## What this task involves
Repeat, please, only the lines from the top of the data down to the line with "fn from_str(s: &str)"; include both of those lines.

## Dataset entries
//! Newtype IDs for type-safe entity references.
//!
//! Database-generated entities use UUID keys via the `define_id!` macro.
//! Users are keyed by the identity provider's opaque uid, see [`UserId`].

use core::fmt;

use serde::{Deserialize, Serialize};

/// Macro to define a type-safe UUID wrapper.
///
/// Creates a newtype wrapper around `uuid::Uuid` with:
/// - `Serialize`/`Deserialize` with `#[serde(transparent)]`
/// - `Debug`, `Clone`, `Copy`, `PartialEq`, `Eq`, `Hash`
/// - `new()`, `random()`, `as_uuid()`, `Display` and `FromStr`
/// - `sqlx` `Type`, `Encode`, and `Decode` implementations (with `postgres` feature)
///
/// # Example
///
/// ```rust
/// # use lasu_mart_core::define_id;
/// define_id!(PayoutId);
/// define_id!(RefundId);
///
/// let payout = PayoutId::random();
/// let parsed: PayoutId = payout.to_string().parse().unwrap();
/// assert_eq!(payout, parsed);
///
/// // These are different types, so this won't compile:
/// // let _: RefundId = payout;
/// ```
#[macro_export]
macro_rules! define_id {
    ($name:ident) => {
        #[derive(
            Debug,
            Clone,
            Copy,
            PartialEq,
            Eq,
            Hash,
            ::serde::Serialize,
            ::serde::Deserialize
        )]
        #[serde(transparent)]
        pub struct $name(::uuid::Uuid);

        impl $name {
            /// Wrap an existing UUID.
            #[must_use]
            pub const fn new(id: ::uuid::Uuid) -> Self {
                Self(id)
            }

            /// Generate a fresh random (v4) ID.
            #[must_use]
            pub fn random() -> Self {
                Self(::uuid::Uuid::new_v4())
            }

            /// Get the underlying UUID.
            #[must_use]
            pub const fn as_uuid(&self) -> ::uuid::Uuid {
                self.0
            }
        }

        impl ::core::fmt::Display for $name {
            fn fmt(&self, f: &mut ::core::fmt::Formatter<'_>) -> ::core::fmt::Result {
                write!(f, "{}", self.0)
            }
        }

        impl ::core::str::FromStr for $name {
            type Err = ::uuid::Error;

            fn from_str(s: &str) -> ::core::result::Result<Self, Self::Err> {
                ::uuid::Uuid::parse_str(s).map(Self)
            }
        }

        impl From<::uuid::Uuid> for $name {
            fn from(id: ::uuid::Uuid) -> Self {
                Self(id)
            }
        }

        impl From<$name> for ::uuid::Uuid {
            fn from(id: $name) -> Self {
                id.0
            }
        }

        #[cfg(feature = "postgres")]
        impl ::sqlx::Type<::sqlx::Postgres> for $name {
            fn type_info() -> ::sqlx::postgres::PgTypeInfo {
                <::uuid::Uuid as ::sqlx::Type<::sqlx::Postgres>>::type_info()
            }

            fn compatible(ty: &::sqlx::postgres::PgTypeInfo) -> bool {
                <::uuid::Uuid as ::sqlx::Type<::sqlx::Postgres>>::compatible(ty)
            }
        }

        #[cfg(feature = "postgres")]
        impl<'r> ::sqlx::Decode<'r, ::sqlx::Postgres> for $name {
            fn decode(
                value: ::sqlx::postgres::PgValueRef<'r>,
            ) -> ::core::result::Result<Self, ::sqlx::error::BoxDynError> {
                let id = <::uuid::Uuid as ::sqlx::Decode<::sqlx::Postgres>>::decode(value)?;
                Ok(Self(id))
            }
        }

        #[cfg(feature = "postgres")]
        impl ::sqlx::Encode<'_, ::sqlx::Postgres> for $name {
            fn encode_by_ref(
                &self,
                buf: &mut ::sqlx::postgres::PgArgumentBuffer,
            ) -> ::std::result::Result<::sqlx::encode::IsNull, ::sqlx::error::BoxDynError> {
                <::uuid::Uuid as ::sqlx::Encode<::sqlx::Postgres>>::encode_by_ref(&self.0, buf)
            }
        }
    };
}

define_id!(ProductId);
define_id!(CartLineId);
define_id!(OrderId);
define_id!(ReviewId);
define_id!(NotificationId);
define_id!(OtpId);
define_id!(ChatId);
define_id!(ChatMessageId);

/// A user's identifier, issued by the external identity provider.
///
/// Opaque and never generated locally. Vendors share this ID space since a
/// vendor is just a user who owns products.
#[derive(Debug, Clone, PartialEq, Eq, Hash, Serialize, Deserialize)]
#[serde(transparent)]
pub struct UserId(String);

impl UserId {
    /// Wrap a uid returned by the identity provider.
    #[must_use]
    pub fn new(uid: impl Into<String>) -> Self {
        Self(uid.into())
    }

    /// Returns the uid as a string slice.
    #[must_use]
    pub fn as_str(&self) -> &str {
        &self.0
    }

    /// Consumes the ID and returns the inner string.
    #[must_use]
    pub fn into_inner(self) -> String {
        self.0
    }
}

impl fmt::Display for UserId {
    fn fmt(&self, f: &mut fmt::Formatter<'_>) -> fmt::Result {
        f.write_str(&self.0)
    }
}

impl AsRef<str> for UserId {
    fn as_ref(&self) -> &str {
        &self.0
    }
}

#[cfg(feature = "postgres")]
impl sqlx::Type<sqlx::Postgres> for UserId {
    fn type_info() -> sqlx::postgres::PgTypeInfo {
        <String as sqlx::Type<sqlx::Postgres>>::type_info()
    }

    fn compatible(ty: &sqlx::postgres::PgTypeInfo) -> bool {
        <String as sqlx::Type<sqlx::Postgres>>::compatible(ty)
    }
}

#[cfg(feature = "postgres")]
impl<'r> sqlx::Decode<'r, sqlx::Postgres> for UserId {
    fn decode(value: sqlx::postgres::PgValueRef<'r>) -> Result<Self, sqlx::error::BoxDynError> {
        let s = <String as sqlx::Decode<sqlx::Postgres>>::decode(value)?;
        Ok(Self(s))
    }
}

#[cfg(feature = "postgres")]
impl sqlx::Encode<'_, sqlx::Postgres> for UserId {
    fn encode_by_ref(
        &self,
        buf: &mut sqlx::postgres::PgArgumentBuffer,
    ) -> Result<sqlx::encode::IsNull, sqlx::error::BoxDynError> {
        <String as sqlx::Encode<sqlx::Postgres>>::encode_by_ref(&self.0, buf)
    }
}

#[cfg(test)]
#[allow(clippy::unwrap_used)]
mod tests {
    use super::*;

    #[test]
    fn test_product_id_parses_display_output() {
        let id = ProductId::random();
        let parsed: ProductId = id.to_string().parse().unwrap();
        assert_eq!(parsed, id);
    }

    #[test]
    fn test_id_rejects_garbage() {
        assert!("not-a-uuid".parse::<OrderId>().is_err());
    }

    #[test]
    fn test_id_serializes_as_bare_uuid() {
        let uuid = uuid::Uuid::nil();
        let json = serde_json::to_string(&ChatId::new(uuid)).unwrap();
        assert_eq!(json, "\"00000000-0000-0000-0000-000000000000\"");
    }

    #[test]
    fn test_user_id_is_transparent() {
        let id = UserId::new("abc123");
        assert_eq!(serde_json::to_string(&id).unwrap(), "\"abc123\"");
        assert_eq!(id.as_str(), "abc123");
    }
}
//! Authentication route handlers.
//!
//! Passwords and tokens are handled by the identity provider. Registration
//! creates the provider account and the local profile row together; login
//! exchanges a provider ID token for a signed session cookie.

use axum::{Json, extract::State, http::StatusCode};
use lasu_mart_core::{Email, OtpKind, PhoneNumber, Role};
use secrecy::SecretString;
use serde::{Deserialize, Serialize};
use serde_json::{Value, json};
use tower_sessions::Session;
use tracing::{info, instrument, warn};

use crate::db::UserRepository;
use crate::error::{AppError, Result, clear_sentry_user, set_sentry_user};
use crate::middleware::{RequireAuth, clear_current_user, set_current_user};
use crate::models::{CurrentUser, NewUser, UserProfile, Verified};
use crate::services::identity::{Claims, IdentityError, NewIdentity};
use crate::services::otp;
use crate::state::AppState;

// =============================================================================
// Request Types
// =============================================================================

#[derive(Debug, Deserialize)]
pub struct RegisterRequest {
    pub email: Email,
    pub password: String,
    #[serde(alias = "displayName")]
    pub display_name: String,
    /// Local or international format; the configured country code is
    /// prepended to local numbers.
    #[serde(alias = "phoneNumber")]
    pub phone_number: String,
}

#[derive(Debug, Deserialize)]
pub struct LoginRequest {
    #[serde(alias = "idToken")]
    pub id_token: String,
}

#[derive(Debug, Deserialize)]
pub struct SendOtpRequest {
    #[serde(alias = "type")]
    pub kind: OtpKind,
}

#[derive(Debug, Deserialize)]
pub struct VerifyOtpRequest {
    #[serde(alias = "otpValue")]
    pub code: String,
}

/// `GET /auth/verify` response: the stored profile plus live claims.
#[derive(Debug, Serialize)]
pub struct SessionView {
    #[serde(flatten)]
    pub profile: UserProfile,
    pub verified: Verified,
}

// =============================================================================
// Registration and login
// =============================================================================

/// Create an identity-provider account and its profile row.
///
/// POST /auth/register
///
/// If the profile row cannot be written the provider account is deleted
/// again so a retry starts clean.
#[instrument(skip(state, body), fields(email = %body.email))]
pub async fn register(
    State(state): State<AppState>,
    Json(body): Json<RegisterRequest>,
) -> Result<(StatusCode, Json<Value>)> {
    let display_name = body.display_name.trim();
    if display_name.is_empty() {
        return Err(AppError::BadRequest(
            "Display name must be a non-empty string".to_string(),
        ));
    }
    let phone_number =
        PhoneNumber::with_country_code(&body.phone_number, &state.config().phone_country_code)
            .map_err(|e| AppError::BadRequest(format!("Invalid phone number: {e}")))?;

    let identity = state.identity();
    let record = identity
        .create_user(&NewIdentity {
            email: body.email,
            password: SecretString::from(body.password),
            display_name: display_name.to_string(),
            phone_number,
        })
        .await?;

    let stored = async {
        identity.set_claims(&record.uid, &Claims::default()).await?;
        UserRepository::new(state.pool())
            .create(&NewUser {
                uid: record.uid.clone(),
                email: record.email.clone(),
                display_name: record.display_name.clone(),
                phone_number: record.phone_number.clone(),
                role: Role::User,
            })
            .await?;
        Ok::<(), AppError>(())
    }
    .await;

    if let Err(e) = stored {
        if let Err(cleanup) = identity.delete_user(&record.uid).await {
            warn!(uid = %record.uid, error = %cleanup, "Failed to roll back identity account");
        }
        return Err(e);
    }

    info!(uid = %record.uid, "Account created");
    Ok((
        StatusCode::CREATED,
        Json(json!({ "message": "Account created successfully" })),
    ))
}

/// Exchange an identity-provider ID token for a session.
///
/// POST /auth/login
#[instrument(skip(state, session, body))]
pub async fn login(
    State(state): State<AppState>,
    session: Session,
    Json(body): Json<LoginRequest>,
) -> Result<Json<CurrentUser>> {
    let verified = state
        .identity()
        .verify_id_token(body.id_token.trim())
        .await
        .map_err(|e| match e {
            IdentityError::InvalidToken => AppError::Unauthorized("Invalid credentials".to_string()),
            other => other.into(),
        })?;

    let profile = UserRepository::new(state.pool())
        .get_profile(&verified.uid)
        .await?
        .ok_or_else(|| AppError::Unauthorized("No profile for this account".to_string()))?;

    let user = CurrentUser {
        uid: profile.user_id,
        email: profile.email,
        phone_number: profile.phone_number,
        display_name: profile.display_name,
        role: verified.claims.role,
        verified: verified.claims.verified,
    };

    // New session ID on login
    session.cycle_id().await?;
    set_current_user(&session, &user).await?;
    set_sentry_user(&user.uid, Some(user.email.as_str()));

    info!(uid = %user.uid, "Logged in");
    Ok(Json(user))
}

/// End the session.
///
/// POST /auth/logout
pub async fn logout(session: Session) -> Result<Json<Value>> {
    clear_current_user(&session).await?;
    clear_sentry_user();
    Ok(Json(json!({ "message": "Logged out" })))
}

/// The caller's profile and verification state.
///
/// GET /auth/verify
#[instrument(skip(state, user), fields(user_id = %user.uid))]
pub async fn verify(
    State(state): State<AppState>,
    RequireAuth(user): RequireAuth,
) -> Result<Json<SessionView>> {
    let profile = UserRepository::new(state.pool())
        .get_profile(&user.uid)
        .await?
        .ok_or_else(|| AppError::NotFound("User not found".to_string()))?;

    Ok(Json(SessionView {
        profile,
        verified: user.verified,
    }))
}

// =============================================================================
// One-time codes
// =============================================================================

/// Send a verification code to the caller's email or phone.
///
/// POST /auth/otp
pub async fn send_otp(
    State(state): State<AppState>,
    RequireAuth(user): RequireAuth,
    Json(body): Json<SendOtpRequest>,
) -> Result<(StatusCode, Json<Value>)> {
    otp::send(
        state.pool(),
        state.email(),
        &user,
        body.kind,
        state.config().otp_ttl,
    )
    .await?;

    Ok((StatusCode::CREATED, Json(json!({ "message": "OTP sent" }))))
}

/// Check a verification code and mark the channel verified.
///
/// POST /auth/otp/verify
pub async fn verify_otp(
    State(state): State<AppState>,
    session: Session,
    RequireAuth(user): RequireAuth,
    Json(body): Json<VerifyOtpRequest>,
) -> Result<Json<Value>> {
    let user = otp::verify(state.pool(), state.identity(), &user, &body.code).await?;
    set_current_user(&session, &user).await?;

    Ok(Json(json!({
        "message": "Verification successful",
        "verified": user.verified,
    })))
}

## Final answer
//! Newtype IDs for type-safe entity references.
//!
//! Database-generated entities use UUID keys via the `define_id!` macro.
//! Users are keyed by the identity provider's opaque uid, see [`UserId`].

use core::fmt;

use serde::{Deserialize, Serialize};

/// Macro to define a type-safe UUID wrapper.
///
/// Creates a newtype wrapper around `uuid::Uuid` with:
/// - `Serialize`/`Deserialize` with `#[serde(transparent)]`
/// - `Debug`, `Clone`, `Copy`, `PartialEq`, `Eq`, `Hash`
/// - `new()`, `random()`, `as_uuid()`, `Display` and `FromStr`
/// - `sqlx` `Type`, `Encode`, and `Decode` implementations (with `postgres` feature)
///
/// # Example
///
/// ```rust
/// # use lasu_mart_core::define_id;
/// define_id!(PayoutId);
/// define_id!(RefundId);
///
/// let payout = PayoutId::random();
/// let parsed: PayoutId = payout.to_string().parse().unwrap();
/// assert_eq!(payout, parsed);
///
/// // These are different types, so this won't compile:
/// // let _: RefundId = payout;
/// ```
#[macro_export]
macro_rules! define_id {
    ($name:ident) => {
        #[derive(
            Debug,
            Clone,
            Copy,
            PartialEq,
            Eq,
            Hash,
            ::serde::Serialize,
            ::serde::Deserialize
        )]
        #[serde(transparent)]
        pub struct $name(::uuid::Uuid);

        impl $name {
            /// Wrap an existing UUID.
            #[must_use]
            pub const fn new(id: ::uuid::Uuid) -> Self {
                Self(id)
            }

            /// Generate a fresh random (v4) ID.
            #[must_use]
            pub fn random() -> Self {
                Self(::uuid::Uuid::new_v4())
            }

            /// Get the underlying UUID.
            #[must_use]
            pub const fn as_uuid(&self) -> ::uuid::Uuid {
                self.0
            }
        }

        impl ::core::fmt::Display for $name {
            fn fmt(&self, f: &mut ::core::fmt::Formatter<'_>) -> ::core::fmt::Result {
                write!(f, "{}", self.0)
            }
        }

        impl ::core::str::FromStr for $name {
            type Err = ::uuid::Error;

            fn from_str(s: &str) -> ::core::result::Result<Self, Self::Err> {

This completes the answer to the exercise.